The McAuley School District No. 27 is a schoolhouse in Winfield Township, DuPage County, Illinois, 1.25 mi west from West Chicago, Illinois. By the time the schoolhouse was added to the National Register of Historic Places in 1982, District 27 was the last fully functioning one-room school district in Illinois. The final schoolhouse was built in 1913 on a school lot used since the 1850s; it closed in 1991 and the school district annexed into West Chicago Elementary School District 33 in 1992.

==History==
The land for the school was donated by George McAuley in 1857. A school house was built on this site and served the community until 1913, when it was auctioned off. The current structure was built on the same site in 1913 and featured toilets, ventilation, and electricity, features that were considered progressive at the time. The designs and functionality of the school were strongly based on circular messages issued by the Illinois Office of Public Instruction. A garage built in the same year is also on the school site and has not been altered since its construction.

Illinois Gov. Henry Horner recommended in 1935 that all one-room schoolhouses should be demolished. By 1960, almost all of the one-room schoolhouses were destroyed or converted into meeting halls.
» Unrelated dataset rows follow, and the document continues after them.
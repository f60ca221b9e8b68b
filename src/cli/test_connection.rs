use super::common::CommandContext;
use crate::github::Credentials;
use anyhow::{Context, Result};
use clap::Args;
use colored::Colorize;

#[derive(Args)]
pub struct TestConnectionCommand {}

impl TestConnectionCommand {
    pub async fn execute(self, ctx: &CommandContext) -> Result<()> {
        let login = ctx.client.test_connection().await.context("GitHub connection test failed")?;

        let token = ctx.config.effective_token().map(Credentials::new);
        println!("{} authenticated as {}", "Connected:".green().bold(), login.bold());
        if let Some(credentials) = token {
            println!("  {:<8} {} ({})", "token:", credentials.masked(), credentials.kind());
        }
        Ok(())
    }
}
//! Tracked item model.
//!
//! A [`TrackedItem`] is one WordPress plugin or theme whose installed files are
//! kept in sync with a GitHub repository. Items are created through the
//! registry's add operation, edited field by field through a
//! [`TrackedItemPatch`], and carry a version cursor (`last_known_version`,
//! `last_checked`) that only the update pipeline moves.
//!
//! # Examples
//!
//! ```rust
//! use github_push::core::ItemKind;
//!
//! let kind: ItemKind = "theme".parse().unwrap();
//! assert_eq!(kind, ItemKind::Theme);
//! assert_eq!(kind.to_string(), "theme");
//! assert_eq!(ItemKind::Plugin.manifest_header(), "Plugin Name");
//! ```

use chrono::{DateTime, Utc};
use serde::{Deserialize, Serialize};
use std::fmt;
use std::path::PathBuf;

/// The kind of artifact a tracked repository installs.
#[derive(Debug, Clone, Copy, PartialEq, Eq, Hash, Default, Serialize, Deserialize)]
#[serde(rename_all = "lowercase")]
pub enum ItemKind {
    /// A plugin, identified by a PHP file carrying a `Plugin Name:` header.
    #[default]
    Plugin,

    /// A theme, identified by `style.css` carrying a `Theme Name:` header.
    Theme,
}

impl ItemKind {
    /// Header field that marks the root of an artifact of this kind.
    #[must_use]
    pub fn manifest_header(&self) -> &'static str {
        match self {
            ItemKind::Plugin => "Plugin Name",
            ItemKind::Theme => "Theme Name",
        }
    }

    /// Human readable label used in messages ("Plugin" / "Theme").
    #[must_use]
    pub fn label(&self) -> &'static str {
        match self {
            ItemKind::Plugin => "Plugin",
            ItemKind::Theme => "Theme",
        }
    }
}

impl fmt::Display for ItemKind {
    fn fmt(&self, f: &mut fmt::Formatter<'_>) -> fmt::Result {
        match self {
            ItemKind::Plugin => write!(f, "plugin"),
            ItemKind::Theme => write!(f, "theme"),
        }
    }
}

impl std::str::FromStr for ItemKind {
    type Err = String;

    fn from_str(s: &str) -> Result<Self, Self::Err> {
        match s.to_lowercase().as_str() {
            "plugin" | "plugins" => Ok(ItemKind::Plugin),
            "theme" | "themes" => Ok(ItemKind::Theme),
            other => Err(format!("unknown item kind '{other}' (expected 'plugin' or 'theme')")),
        }
    }
}

/// Owner/name pair identifying a GitHub repository.
#[derive(Debug, Clone, PartialEq, Eq, Hash, Serialize, Deserialize)]
pub struct RepoCoords {
    /// Repository owner (user or organization login).
    pub owner: String,
    /// Repository name.
    pub name: String,
}

impl RepoCoords {
    pub fn new(owner: impl Into<String>, name: impl Into<String>) -> Self {
        Self {
            owner: owner.into(),
            name: name.into(),
        }
    }

    /// Case-sensitive match against a webhook payload's owner and name.
    #[must_use]
    pub fn matches(&self, owner: &str, name: &str) -> bool {
        self.owner == owner && self.name == name
    }
}

impl fmt::Display for RepoCoords {
    fn fmt(&self, f: &mut fmt::Formatter<'_>) -> fmt::Result {
        write!(f, "{}/{}", self.owner, self.name)
    }
}

/// A registered plugin or theme synced from a GitHub repository.
#[derive(Debug, Clone, PartialEq, Eq, Serialize, Deserialize)]
pub struct TrackedItem {
    /// Immutable numeric identity assigned by the registry.
    pub id: u64,
    /// Source repository.
    pub repo: RepoCoords,
    /// Tracked branch; ignored for version resolution when `use_releases` is set.
    pub branch: String,
    /// Track the latest published release instead of the branch head.
    #[serde(default)]
    pub use_releases: bool,
    /// Plugin or theme.
    #[serde(default)]
    pub kind: ItemKind,
    /// Absolute install directory, always inside the kind's root directory.
    pub install_path: PathBuf,
    /// Directory name of the artifact, used to find `{slug}.php`.
    pub slug: String,
    /// Whether webhook and scheduled triggers may install updates unattended.
    #[serde(default)]
    pub auto_update: bool,
    /// Commit SHA or tag of the last successful install.
    #[serde(default)]
    pub last_known_version: Option<String>,
    /// Time of the last upstream check, successful or not.
    #[serde(default)]
    pub last_checked: Option<DateTime<Utc>>,
    /// Registration time.
    pub created_at: DateTime<Utc>,
}

impl TrackedItem {
    /// Short display label, e.g. `#3 acme/widget (plugin)`.
    #[must_use]
    pub fn label(&self) -> String {
        format!("#{} {} ({})", self.id, self.repo, self.kind)
    }

    /// Whether the upstream version comes from releases rather than a branch.
    #[must_use]
    pub fn tracks_releases(&self) -> bool {
        self.use_releases
    }
}

/// Fields supplied when registering a new item.
#[derive(Debug, Clone, PartialEq, Eq)]
pub struct NewTrackedItem {
    pub repo: RepoCoords,
    pub branch: Option<String>,
    pub use_releases: bool,
    pub kind: ItemKind,
    /// Absolute, or relative to the kind's root directory.
    pub install_path: PathBuf,
    /// Defaults to the final component of the install path.
    pub slug: Option<String>,
    pub auto_update: bool,
}

/// Partial update of a tracked item. `None` leaves a field untouched.
#[derive(Debug, Clone, Default, PartialEq, Eq)]
pub struct TrackedItemPatch {
    pub owner: Option<String>,
    pub name: Option<String>,
    pub branch: Option<String>,
    pub use_releases: Option<bool>,
    pub kind: Option<ItemKind>,
    pub install_path: Option<PathBuf>,
    pub slug: Option<String>,
    pub auto_update: Option<bool>,
    pub last_known_version: Option<String>,
    pub last_checked: Option<DateTime<Utc>>,
}

impl TrackedItemPatch {
    /// Patch that only records an upstream check.
    #[must_use]
    pub fn checked_at(when: DateTime<Utc>) -> Self {
        Self {
            last_checked: Some(when),
            ..Self::default()
        }
    }

    /// Patch that moves the version cursor after a confirmed install.
    #[must_use]
    pub fn installed(version: impl Into<String>, when: DateTime<Utc>) -> Self {
        Self {
            last_known_version: Some(version.into()),
            last_checked: Some(when),
            ..Self::default()
        }
    }

    #[must_use]
    pub fn is_empty(&self) -> bool {
        *self == Self::default()
    }
}
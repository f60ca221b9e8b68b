//! Change detection between the installed cursor and upstream.
//!
//! Detection compares identifiers byte for byte. There is no version
//! ordering: a different upstream identifier, or no cursor at all, means an
//! update is available.

use crate::core::{TrackedItem, TrackedItemPatch};
use crate::registry::Registry;
use crate::updater::resolver::{ArchiveResolver, VersionCandidate};
use chrono::Utc;
use std::fmt;
use std::sync::Arc;
use tracing::{debug, error, warn};

/// Outcome of an update check.
#[derive(Debug, Clone, PartialEq, Eq)]
pub enum UpdateCheck {
    /// Upstream matches the installed cursor.
    UpToDate { identifier: String },
    /// Upstream differs from the installed cursor.
    Available {
        current: Option<String>,
        latest: VersionCandidate,
    },
    /// Upstream could not be resolved.
    Failed { reason: String },
}

impl UpdateCheck {
    /// Compare a cursor with a resolved upstream candidate.
    #[must_use]
    pub fn compare(current: Option<&str>, latest: VersionCandidate) -> Self {
        match current {
            Some(cursor) if cursor == latest.identifier => UpdateCheck::UpToDate {
                identifier: latest.identifier,
            },
            _ => UpdateCheck::Available {
                current: current.map(str::to_string),
                latest,
            },
        }
    }

    /// `true` only for [`UpdateCheck::Available`]; a failed check counts as no update.
    #[must_use]
    pub fn is_available(&self) -> bool {
        matches!(self, UpdateCheck::Available { .. })
    }

    #[must_use]
    pub fn is_failed(&self) -> bool {
        matches!(self, UpdateCheck::Failed { .. })
    }
}

impl fmt::Display for UpdateCheck {
    fn fmt(&self, f: &mut fmt::Formatter<'_>) -> fmt::Result {
        match self {
            UpdateCheck::UpToDate { identifier } => write!(f, "up to date ({identifier})"),
            UpdateCheck::Available { current, latest } => write!(
                f,
                "update available: {} -> {}",
                current.as_deref().unwrap_or("none"),
                latest.display
            ),
            UpdateCheck::Failed { reason } => write!(f, "check failed: {reason}"),
        }
    }
}

pub struct UpdateDetector {
    resolver: Arc<ArchiveResolver>,
    registry: Arc<dyn Registry>,
}

impl UpdateDetector {
    pub fn new(resolver: Arc<ArchiveResolver>, registry: Arc<dyn Registry>) -> Self {
        Self { resolver, registry }
    }

    /// Resolve upstream and compare it with `item`'s cursor.
    ///
    /// `last_checked` is recorded whatever the outcome.
    pub async fn check(&self, item: &TrackedItem) -> UpdateCheck {
        let outcome = match self.resolver.resolve(item, None).await {
            Ok(candidate) => UpdateCheck::compare(item.last_known_version.as_deref(), candidate),
            Err(e) => {
                warn!(item_id = item.id, repo = %item.repo, error = %e, "Update check failed");
                UpdateCheck::Failed {
                    reason: e.to_string(),
                }
            }
        };

        if let Err(e) = self.registry.update(item.id, TrackedItemPatch::checked_at(Utc::now())).await {
            error!(item_id = item.id, error = %e, "Failed to record check time");
        }

        debug!(item_id = item.id, outcome = %outcome, "Checked for update");
        outcome
    }
}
As the last functioning one-room school in Illinois, the building was added to the National Register of Historic Places on June 3, 1982.

The school was built with a simple wooden frame and followed the rules issued by the Illinois Office of Public Instruction. It faces Illinois Route 38, also known as Roosevelt Road. The weatherboarded building is 28 × 25 foot with a concrete block foundation. Two square columns with wide entablature flank the entrance. On the inside, six black slate blackboards cover the south wall and a seventh is found on the west wall. Two small windows are found on each side of the entrance. The building underwent renovation in 1963. Carpet was placed on top of the hardwood floors on the top level and drywall was installed in the basement. A second door was also added on the west wall of the basement at this time.